▸ **What you have to do**:
Produce the records again in full, exactly as shown below.
━━━━━ Available records ━━━━━
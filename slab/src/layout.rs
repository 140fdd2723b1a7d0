//! Per-CPU region layout.
//!
//! Each per-CPU region starts with `CLASSES` header words followed by the
//! pointer slot arena. Every class with nonzero capacity is preceded by one
//! sentinel slot holding a self-pointer, so pop's speculative prefetch of
//! "the slot below current" always dereferences a valid address even when
//! the last real item is popped. All offsets are slot indices (byte offsets
//! divided by the word size) and must fit the header's 16-bit fields.

use crate::config::Shift;
use crate::error::{SlabError, SlabResult};
use crate::header::LOCKED_BEGIN;

/// Slot width. Offsets being 16-bit indices of these words is what lets a
/// whole sub-slab descriptor pack into 64 bits.
pub(crate) const WORD: usize = std::mem::size_of::<*mut u8>();

/// The slot-array placement for one CPU's region.
#[derive(Debug, Clone, Copy)]
pub(crate) struct CpuLayout<const CLASSES: usize> {
    /// First slot of each class's arena (past its sentinel, if any).
    pub begin: [u16; CLASSES],
    /// Maximum capacity of each class under this layout.
    pub capacity: [u16; CLASSES],
    /// Bytes of the region the layout occupies, headers included.
    pub bytes_used: usize,
}

/// Compute slot placements for one CPU under `capacity(size_class)`.
///
/// Fails if a capacity does not fit 16 bits or the walk runs past the end
/// of the region (the capacity function is inconsistent with the shift).
pub(crate) fn compute<const CLASSES: usize>(
    capacity: impl Fn(usize) -> usize,
    shift: Shift,
) -> SlabResult<CpuLayout<CLASSES>> {
    let region_slots = shift.bytes_per_cpu() / WORD;
    let mut begin = [0u16; CLASSES];
    let mut caps = [0u16; CLASSES];

    // Headers occupy the first CLASSES words.
    let mut slot = CLASSES;
    for size_class in 0..CLASSES {
        let cap = capacity(size_class);
        if cap > u16::MAX as usize {
            return Err(SlabError::CapacityTooLarge {
                size_class,
                capacity: cap,
            });
        }
        if cap > 0 {
            // Sentinel slot for pop's prefetch.
            slot += 1;
        }
        if slot >= LOCKED_BEGIN as usize {
            // A begin of 0xFFFF would be indistinguishable from a locked
            // header.
            return Err(SlabError::PerCpuMemoryExceeded {
                needed: (slot + cap) * WORD,
                available: shift.bytes_per_cpu(),
            });
        }
        begin[size_class] = slot as u16;
        caps[size_class] = cap as u16;
        slot += cap;
        // The end offset must itself fit the header's 16-bit field.
        if slot > region_slots || slot > u16::MAX as usize {
            return Err(SlabError::PerCpuMemoryExceeded {
                needed: slot * WORD,
                available: shift.bytes_per_cpu(),
            });
        }
    }

    Ok(CpuLayout {
        begin,
        capacity: caps,
        bytes_used: slot * WORD,
    })
}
━━━━━
▸ **Solution below**:
filename slab/src/layout.rs
repository 140fdd2723b1a7d0
//! Per-CPU region layout.
//!
//! Each per-CPU region starts with `CLASSES` header words followed by the
//! pointer slot arena. Every class with nonzero capacity is preceded by one
//! sentinel slot holding a self-pointer, so pop's speculative prefetch of
//! "the slot below current" always dereferences a valid address even when
//! the last real item is popped. All offsets are slot indices (byte offsets
//! divided by the word size) and must fit the header's 16-bit fields.

use crate::config::Shift;
use crate::error::{SlabError, SlabResult};
use crate::header::LOCKED_BEGIN;

/// Slot width. Offsets being 16-bit indices of these words is what lets a
/// whole sub-slab descriptor pack into 64 bits.
pub(crate) const WORD: usize = std::mem::size_of::<*mut u8>();

/// The slot-array placement for one CPU's region.
#[derive(Debug, Clone, Copy)]
pub(crate) struct CpuLayout<const CLASSES: usize> {
    /// First slot of each class's arena (past its sentinel, if any).
    pub begin: [u16; CLASSES],
    /// Maximum capacity of each class under this layout.
    pub capacity: [u16; CLASSES],
    /// Bytes of the region the layout occupies, headers included.
    pub bytes_used: usize,
}

/// Compute slot placements for one CPU under `capacity(size_class)`.
///
/// Fails if a capacity does not fit 16 bits or the walk runs past the end
/// of the region (the capacity function is inconsistent with the shift).
pub(crate) fn compute<const CLASSES: usize>(
    capacity: impl Fn(usize) -> usize,
    shift: Shift,
) -> SlabResult<CpuLayout<CLASSES>> {
    let region_slots = shift.bytes_per_cpu() / WORD;
    let mut begin = [0u16; CLASSES];
    let mut caps = [0u16; CLASSES];

    // Headers occupy the first CLASSES words.
    let mut slot = CLASSES;
    for size_class in 0..CLASSES {
        let cap = capacity(size_class);
        if cap > u16::MAX as usize {
            return Err(SlabError::CapacityTooLarge {
                size_class,
                capacity: cap,
            });
        }
        if cap > 0 {
            // Sentinel slot for pop's prefetch.
            slot += 1;
        }
        if slot >= LOCKED_BEGIN as usize {
            // A begin of 0xFFFF would be indistinguishable from a locked
            // header.
            return Err(SlabError::PerCpuMemoryExceeded {
                needed: (slot + cap) * WORD,
                available: shift.bytes_per_cpu(),
            });
        }
        begin[size_class] = slot as u16;
        caps[size_class] = cap as u16;
        slot += cap;
        // The end offset must itself fit the header's 16-bit field.
        if slot > region_slots || slot > u16::MAX as usize {
            return Err(SlabError::PerCpuMemoryExceeded {
                needed: slot * WORD,
                available: shift.bytes_per_cpu(),
            });
        }
    }

    Ok(CpuLayout {
        begin,
        capacity: caps,
        bytes_used: slot * WORD,
    })
}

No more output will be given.